Segment Open
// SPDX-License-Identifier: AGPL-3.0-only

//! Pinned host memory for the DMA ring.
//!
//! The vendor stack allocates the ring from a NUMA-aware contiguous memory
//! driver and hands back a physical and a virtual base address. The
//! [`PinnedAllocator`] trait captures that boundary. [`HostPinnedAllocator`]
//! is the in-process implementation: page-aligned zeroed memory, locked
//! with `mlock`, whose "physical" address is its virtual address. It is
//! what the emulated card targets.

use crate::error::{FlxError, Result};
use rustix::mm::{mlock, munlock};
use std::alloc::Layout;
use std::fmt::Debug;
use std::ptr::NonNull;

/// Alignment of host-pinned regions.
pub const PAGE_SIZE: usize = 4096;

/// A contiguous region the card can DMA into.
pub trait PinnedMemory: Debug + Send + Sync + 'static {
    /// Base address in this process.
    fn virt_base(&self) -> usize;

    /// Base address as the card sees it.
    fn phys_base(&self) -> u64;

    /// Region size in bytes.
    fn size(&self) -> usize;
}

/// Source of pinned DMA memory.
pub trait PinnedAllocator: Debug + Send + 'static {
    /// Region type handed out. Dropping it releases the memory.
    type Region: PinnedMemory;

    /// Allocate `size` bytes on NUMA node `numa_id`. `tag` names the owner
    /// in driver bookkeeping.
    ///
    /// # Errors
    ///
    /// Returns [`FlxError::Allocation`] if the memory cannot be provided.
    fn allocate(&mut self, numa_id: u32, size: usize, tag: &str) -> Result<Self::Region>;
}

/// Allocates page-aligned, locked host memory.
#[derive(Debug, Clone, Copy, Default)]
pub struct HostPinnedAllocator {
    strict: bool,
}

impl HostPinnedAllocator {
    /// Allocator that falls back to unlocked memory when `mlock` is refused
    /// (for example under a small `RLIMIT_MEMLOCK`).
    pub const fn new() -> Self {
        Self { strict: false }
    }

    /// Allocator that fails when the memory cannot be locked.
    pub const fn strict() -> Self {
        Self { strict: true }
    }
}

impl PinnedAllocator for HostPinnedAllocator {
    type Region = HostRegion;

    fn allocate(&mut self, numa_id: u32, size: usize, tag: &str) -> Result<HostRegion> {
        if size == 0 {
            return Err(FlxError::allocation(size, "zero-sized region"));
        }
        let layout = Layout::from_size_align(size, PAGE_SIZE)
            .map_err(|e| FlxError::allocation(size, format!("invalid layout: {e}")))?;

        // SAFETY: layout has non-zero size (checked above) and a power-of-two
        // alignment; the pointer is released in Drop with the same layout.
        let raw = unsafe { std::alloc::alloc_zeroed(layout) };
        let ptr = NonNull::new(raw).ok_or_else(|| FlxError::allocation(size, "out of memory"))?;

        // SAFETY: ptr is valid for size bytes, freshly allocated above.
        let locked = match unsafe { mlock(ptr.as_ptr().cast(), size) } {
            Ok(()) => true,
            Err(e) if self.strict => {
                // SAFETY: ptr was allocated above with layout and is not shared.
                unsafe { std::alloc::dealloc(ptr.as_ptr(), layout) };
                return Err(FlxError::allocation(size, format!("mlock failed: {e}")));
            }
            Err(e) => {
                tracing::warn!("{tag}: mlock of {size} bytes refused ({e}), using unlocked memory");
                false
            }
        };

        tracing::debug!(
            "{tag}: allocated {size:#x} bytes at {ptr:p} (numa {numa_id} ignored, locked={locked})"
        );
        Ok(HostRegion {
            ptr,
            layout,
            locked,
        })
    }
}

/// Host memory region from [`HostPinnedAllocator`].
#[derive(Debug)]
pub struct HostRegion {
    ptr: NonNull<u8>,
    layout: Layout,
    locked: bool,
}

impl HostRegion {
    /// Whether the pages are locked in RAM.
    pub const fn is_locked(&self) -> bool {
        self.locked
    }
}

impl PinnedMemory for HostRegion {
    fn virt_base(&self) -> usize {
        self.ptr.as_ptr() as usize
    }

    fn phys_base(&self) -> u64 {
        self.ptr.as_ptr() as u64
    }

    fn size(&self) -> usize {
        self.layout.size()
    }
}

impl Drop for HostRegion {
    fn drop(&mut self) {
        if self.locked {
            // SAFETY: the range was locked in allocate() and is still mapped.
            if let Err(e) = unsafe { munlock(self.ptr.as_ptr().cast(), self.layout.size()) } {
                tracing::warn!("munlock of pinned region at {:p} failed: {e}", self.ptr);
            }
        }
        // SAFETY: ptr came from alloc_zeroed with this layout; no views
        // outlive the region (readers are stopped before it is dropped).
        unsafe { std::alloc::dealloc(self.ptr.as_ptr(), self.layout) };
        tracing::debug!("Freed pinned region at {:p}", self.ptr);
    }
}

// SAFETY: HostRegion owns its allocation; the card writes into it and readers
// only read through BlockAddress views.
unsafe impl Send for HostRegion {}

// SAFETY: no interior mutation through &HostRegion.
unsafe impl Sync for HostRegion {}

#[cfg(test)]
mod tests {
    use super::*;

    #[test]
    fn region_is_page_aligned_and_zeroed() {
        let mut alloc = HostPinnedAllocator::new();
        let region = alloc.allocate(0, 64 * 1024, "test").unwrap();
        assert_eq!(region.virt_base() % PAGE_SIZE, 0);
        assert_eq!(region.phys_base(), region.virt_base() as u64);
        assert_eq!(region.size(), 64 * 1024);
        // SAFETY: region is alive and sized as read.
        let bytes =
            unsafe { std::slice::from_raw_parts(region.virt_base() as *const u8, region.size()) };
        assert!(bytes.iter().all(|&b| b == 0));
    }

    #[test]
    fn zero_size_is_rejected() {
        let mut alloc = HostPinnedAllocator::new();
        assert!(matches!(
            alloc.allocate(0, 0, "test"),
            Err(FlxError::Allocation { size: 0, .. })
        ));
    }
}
Segment Closed
Segment Open
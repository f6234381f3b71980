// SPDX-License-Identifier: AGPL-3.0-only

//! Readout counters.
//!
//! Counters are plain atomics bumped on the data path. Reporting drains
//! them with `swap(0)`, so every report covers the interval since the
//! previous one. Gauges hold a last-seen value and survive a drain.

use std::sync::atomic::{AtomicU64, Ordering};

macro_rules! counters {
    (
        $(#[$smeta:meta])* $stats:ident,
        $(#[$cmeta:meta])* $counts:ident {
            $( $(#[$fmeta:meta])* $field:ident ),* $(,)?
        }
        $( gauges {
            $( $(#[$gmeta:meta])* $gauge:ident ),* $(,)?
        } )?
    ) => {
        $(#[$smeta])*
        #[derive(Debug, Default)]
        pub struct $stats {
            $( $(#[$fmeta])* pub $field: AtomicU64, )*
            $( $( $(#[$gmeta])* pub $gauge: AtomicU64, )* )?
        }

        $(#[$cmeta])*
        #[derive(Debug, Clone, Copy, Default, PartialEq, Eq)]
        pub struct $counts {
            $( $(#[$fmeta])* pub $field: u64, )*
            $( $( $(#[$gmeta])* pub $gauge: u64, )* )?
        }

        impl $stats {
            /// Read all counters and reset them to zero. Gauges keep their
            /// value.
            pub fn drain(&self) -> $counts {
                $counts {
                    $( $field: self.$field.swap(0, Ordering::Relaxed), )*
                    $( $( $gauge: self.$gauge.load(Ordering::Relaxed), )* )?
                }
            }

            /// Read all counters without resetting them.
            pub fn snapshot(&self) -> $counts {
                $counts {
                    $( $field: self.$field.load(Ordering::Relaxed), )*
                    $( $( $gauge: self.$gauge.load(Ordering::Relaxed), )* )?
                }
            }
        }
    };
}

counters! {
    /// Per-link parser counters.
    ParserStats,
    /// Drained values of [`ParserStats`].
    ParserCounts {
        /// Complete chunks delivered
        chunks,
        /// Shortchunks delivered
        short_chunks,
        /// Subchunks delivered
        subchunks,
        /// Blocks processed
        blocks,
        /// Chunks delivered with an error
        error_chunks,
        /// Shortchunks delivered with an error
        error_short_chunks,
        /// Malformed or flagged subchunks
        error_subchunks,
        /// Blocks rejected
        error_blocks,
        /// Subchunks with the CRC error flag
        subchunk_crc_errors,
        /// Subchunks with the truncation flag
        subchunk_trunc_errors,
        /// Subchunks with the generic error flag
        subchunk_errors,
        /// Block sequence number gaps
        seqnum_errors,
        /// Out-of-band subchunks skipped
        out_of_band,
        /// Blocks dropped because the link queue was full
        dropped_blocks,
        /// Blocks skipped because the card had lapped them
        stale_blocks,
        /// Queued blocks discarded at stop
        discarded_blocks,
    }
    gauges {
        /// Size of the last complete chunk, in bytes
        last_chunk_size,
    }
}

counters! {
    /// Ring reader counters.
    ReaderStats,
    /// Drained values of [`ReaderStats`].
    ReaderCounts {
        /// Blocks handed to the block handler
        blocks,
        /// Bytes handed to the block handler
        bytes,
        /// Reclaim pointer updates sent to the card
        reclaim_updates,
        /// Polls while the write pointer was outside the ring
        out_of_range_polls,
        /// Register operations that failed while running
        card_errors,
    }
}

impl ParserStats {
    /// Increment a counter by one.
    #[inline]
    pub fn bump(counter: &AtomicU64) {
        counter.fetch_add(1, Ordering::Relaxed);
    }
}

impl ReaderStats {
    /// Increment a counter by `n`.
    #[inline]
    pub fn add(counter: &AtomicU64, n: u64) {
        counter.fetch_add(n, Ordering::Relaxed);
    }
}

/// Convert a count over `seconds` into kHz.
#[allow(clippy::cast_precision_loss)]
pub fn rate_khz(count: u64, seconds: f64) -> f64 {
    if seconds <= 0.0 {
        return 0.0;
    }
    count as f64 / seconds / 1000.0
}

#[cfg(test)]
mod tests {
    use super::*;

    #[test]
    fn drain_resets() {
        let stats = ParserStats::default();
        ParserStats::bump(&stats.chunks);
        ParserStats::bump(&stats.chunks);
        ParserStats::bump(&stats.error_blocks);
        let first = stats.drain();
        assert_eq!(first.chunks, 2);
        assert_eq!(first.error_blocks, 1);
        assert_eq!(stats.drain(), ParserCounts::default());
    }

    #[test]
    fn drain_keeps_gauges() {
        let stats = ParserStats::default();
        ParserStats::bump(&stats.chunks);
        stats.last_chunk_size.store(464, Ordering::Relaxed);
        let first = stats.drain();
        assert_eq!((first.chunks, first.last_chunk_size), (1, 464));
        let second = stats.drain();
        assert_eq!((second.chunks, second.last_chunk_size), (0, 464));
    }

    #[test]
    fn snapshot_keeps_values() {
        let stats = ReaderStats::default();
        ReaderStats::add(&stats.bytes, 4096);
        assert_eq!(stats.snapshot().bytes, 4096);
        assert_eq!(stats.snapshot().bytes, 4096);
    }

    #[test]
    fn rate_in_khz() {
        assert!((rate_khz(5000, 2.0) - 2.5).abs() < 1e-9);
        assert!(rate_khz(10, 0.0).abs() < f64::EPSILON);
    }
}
Segment Closed
Segment Open
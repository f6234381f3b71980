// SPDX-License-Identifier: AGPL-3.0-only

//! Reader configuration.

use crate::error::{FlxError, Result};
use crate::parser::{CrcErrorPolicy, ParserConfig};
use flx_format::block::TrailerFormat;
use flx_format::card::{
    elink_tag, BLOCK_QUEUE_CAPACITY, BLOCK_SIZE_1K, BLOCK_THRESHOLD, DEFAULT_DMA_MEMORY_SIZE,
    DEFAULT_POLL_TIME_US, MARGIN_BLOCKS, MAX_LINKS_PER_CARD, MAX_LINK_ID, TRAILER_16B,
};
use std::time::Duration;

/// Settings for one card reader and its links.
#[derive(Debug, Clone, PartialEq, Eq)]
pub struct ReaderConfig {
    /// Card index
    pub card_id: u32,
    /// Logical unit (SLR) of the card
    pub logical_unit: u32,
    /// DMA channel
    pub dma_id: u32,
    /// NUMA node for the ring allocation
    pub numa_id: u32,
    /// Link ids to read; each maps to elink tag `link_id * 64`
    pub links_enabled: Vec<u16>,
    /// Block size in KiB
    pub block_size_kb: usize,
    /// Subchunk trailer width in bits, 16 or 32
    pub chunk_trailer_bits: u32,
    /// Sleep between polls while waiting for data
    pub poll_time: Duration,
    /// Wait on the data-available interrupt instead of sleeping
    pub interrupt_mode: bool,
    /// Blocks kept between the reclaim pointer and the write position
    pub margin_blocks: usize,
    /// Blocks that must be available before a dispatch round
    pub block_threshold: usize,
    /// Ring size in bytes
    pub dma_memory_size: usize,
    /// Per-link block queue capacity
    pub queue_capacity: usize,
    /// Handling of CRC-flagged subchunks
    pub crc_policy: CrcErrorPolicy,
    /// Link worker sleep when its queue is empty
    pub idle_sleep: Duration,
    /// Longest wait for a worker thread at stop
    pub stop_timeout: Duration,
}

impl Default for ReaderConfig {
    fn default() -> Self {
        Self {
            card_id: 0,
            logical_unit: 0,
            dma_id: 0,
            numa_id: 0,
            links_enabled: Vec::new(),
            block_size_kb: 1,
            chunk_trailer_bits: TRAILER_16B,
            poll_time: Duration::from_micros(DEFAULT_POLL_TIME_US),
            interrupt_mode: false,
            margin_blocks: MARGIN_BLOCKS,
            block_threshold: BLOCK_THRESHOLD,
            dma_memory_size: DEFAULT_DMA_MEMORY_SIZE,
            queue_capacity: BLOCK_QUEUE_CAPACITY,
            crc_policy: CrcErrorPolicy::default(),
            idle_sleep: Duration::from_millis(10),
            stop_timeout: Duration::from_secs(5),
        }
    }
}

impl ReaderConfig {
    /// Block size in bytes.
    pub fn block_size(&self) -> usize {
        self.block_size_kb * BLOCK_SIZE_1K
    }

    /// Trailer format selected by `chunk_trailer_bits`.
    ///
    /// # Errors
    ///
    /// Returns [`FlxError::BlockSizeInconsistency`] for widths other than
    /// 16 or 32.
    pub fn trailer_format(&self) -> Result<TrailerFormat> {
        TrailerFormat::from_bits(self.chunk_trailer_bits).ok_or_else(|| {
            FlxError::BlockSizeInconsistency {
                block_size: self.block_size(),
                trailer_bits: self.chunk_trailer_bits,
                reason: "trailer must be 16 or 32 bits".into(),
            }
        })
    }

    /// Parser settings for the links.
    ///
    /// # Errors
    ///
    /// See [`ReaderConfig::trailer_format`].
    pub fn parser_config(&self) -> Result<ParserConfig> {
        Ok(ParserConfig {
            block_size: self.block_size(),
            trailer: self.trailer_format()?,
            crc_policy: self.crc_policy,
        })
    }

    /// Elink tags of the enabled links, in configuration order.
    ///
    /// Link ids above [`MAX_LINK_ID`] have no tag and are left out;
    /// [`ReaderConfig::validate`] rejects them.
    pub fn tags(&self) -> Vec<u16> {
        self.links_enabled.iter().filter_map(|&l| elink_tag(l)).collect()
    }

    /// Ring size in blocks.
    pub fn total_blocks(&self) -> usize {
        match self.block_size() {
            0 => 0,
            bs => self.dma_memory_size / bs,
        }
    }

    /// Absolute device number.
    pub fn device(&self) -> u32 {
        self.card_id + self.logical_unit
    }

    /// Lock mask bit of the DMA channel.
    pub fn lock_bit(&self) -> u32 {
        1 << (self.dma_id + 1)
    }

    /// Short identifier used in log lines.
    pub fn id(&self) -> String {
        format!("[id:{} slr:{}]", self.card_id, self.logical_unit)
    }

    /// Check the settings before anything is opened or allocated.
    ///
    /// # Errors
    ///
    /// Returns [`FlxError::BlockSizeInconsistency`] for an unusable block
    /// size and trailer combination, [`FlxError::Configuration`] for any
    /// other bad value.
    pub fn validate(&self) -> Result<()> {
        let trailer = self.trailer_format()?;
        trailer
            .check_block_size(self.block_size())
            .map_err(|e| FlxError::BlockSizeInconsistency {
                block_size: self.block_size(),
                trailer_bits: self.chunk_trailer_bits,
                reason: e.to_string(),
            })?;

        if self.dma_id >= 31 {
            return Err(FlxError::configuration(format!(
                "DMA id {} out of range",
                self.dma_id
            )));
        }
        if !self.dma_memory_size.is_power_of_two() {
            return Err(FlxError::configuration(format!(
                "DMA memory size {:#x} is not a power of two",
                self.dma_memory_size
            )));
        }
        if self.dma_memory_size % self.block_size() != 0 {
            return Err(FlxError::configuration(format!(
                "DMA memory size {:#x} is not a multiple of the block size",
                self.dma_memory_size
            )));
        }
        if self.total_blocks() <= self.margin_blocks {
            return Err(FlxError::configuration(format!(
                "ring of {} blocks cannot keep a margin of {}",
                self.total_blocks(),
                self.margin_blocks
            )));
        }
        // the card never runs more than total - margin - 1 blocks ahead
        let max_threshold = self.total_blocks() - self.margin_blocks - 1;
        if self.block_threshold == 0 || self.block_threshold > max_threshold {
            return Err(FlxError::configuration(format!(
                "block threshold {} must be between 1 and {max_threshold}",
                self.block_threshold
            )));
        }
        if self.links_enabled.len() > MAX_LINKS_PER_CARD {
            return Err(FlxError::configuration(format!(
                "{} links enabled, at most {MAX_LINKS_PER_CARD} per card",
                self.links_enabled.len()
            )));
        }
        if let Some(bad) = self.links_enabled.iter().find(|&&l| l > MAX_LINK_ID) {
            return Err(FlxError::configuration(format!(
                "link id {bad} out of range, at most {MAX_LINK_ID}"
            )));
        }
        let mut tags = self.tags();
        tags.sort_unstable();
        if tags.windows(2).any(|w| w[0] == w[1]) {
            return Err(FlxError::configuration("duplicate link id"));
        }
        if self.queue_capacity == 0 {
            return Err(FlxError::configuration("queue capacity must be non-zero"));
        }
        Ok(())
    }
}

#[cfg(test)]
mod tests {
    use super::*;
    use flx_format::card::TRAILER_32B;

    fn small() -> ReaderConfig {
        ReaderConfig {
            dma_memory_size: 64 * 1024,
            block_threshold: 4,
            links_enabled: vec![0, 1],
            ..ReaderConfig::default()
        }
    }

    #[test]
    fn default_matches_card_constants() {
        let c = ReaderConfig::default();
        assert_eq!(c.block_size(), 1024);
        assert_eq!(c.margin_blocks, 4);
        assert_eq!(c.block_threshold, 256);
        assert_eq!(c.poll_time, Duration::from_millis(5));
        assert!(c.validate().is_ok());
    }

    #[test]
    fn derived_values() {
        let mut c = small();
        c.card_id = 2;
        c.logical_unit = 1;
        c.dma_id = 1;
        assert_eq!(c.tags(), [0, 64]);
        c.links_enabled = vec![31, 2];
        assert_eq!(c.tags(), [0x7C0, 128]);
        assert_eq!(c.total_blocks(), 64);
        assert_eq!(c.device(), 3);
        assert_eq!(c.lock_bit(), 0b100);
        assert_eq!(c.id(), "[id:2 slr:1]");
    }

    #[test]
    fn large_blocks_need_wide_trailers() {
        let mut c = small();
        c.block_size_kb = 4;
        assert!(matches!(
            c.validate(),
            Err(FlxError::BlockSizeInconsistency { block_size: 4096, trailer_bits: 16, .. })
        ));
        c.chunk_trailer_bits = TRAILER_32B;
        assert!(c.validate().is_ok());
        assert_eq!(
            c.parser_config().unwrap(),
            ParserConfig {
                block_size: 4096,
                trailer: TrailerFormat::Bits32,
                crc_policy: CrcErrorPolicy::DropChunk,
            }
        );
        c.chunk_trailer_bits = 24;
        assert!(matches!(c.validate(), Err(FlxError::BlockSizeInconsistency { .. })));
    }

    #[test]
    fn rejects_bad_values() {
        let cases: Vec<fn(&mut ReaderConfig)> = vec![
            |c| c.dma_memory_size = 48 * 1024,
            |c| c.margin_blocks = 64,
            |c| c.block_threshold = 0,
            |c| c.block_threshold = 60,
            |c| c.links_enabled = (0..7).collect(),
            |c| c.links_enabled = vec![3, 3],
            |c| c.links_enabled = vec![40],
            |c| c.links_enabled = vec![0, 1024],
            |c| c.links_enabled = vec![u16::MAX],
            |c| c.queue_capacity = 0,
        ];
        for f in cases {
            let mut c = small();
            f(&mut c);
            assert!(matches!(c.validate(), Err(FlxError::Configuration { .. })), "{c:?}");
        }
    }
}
Segment Closed
### Task to carry out
Wherever the string "struct" turns up in the material, copy the whole line.

### Your solution
pub struct HostPinnedAllocator {
pub struct HostRegion {
        pub struct $stats {
        pub struct $counts {
pub struct ReaderConfig {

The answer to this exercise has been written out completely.